→ WORK ORDER
Return the records below exactly as they are written.

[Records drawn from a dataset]
========

//! Clock port for obtaining the current time.

use chrono::{DateTime, Utc};

/// Provides the current time.
///
/// Obfuscation markers and ledger snapshots are stamped through this port so
/// tests can pin the time.
pub trait Clock: Send + Sync {
    /// Returns the current UTC time.
    fn now(&self) -> DateTime<Utc>;

    /// Milliseconds since the Unix epoch, clamped at zero.
    fn epoch_millis(&self) -> u64 {
        u64::try_from(self.now().timestamp_millis()).unwrap_or(0)
    }
}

========

→ RESULT OF THE EXERCISE
//! Clock port for obtaining the current time.

use chrono::{DateTime, Utc};

/// Provides the current time.
///
/// Obfuscation markers and ledger snapshots are stamped through this port so
/// tests can pin the time.
pub trait Clock: Send + Sync {
    /// Returns the current UTC time.
    fn now(&self) -> DateTime<Utc>;

    /// Milliseconds since the Unix epoch, clamped at zero.
    fn epoch_millis(&self) -> u64 {
        u64::try_from(self.now().timestamp_millis()).unwrap_or(0)
    }
}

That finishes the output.